* Recorded data *

use chrono::Utc;
use sea_orm::{
    ActiveModelTrait, ColumnTrait, Condition, EntityTrait, PaginatorTrait,
    QueryFilter, QueryOrder, QuerySelect, Set,
    sea_query::{Expr, extension::postgres::PgExpr},
};
use uuid::Uuid;

use crate::{
    audit,
    dto::catalog::{CreateProductRequest, ProductList, UpdateProductRequest},
    entity::products::{ActiveModel, Column, Entity as Products, Model as ProductModel},
    error::{AppError, AppResult},
    middleware::auth::{AuthUser, ensure_admin},
    models::Product,
    response::{ApiResponse, Meta},
    routes::params::{ProductQuery, ProductSortBy, SortOrder},
    state::AppState,
};

pub async fn list_products(
    state: &AppState,
    query: ProductQuery,
) -> AppResult<ApiResponse<ProductList>> {
    let pagination = query.pagination();
    let (page, limit, offset) = pagination.normalize();
    let mut condition = Condition::all();

    if let Some(search) = query.q.as_deref().map(str::trim).filter(|s| !s.is_empty()) {
        let pattern = format!("%{}%", search);
        condition = condition.add(
            Condition::any()
                .add(Expr::col(Column::Name).ilike(pattern.clone()))
                .add(Expr::col(Column::Description).ilike(pattern)),
        );
    }
    if let Some(brand_id) = query.brand_id {
        condition = condition.add(Column::BrandId.eq(brand_id));
    }
    if let Some(category_id) = query.category_id {
        condition = condition.add(Column::CategoryId.eq(category_id));
    }

    let sort_col = match query.sort_by.unwrap_or(ProductSortBy::CreatedAt) {
        ProductSortBy::CreatedAt => Column::CreatedAt,
        ProductSortBy::Name => Column::Name,
    };

    let mut finder = Products::find().filter(condition);
    finder = match query.sort_order.unwrap_or(SortOrder::Desc) {
        SortOrder::Asc => finder.order_by_asc(sort_col),
        SortOrder::Desc => finder.order_by_desc(sort_col),
    };

    let total = finder.clone().count(&state.orm).await? as i64;

    let items = finder
        .limit(limit as u64)
        .offset(offset as u64)
        .all(&state.orm)
        .await?
        .into_iter()
        .map(product_from_entity)
        .collect();

    let meta = Meta::new(page, limit, total);
    Ok(ApiResponse::success("Products", ProductList { items }, Some(meta)))
}

pub async fn list_by_category(
    state: &AppState,
    category_id: Uuid,
    query: ProductQuery,
) -> AppResult<ApiResponse<ProductList>> {
    list_products(
        state,
        ProductQuery {
            category_id: Some(category_id),
            ..query
        },
    )
    .await
}

pub async fn get_product(state: &AppState, id: Uuid) -> AppResult<ApiResponse<Product>> {
    let product = Products::find_by_id(id)
        .one(&state.orm)
        .await?
        .map(product_from_entity)
        .ok_or(AppError::NotFoundResource("Product"))?;
    Ok(ApiResponse::success("Product", product, Some(Meta::empty())))
}

pub async fn create_product(
    state: &AppState,
    user: &AuthUser,
    payload: CreateProductRequest,
) -> AppResult<ApiResponse<Product>> {
    ensure_admin(user)?;
    let name = payload.name.trim().to_string();
    if name.is_empty() {
        return Err(AppError::BadRequest("name must not be empty".into()));
    }

    let product = ActiveModel {
        id: Set(Uuid::new_v4()),
        name: Set(name),
        description: Set(payload.description),
        image_url: Set(payload.image_url),
        brand_id: Set(payload.brand_id),
        category_id: Set(payload.category_id),
        created_at: Set(Utc::now().into()),
    }
    .insert(&state.orm)
    .await?;

    audit::record(
        &state.pool,
        Some(user.user_id),
        "product_create",
        "products",
        serde_json::json!({ "product_id": product.id }),
    )
    .await;

    Ok(ApiResponse::success(
        "Product created",
        product_from_entity(product),
        Some(Meta::empty()),
    ))
}

pub async fn update_product(
    state: &AppState,
    user: &AuthUser,
    id: Uuid,
    payload: UpdateProductRequest,
) -> AppResult<ApiResponse<Product>> {
    ensure_admin(user)?;
    let existing = Products::find_by_id(id)
        .one(&state.orm)
        .await?
        .ok_or(AppError::NotFoundResource("Product"))?;

    let mut active: ActiveModel = existing.into();
    if let Some(name) = payload.name {
        let name = name.trim().to_string();
        if name.is_empty() {
            return Err(AppError::BadRequest("name must not be empty".into()));
        }
        active.name = Set(name);
    }
    if let Some(description) = payload.description {
        active.description = Set(Some(description));
    }
    if let Some(image_url) = payload.image_url {
        active.image_url = Set(Some(image_url));
    }
    if let Some(brand_id) = payload.brand_id {
        active.brand_id = Set(Some(brand_id));
    }
    if let Some(category_id) = payload.category_id {
        active.category_id = Set(Some(category_id));
    }
    let product = active.update(&state.orm).await?;

    audit::record(
        &state.pool,
        Some(user.user_id),
        "product_update",
        "products",
        serde_json::json!({ "product_id": product.id }),
    )
    .await;

    Ok(ApiResponse::success(
        "Product updated",
        product_from_entity(product),
        Some(Meta::empty()),
    ))
}

/// Details cascade with the product; products already ordered are protected
/// by the order_details foreign key and answer 409.
pub async fn delete_product(
    state: &AppState,
    user: &AuthUser,
    id: Uuid,
) -> AppResult<ApiResponse<serde_json::Value>> {
    ensure_admin(user)?;
    let result = Products::delete_by_id(id).exec(&state.orm).await?;
    if result.rows_affected == 0 {
        return Err(AppError::NotFoundResource("Product"));
    }

    audit::record(
        &state.pool,
        Some(user.user_id),
        "product_delete",
        "products",
        serde_json::json!({ "product_id": id }),
    )
    .await;

    Ok(ApiResponse::done("Product deleted"))
}

pub(crate) fn product_from_entity(model: ProductModel) -> Product {
    Product {
        id: model.id,
        name: model.name,
        description: model.description,
        image_url: model.image_url,
        brand_id: model.brand_id,
        category_id: model.category_id,
        created_at: model.created_at.with_timezone(&Utc),
    }
}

* Task prompt *
Look through the data above. Find each line with the string "ilike" and copy it.

* Completed task *
                .add(Expr::col(Column::Name).ilike(pattern.clone()))
                .add(Expr::col(Column::Description).ilike(pattern)),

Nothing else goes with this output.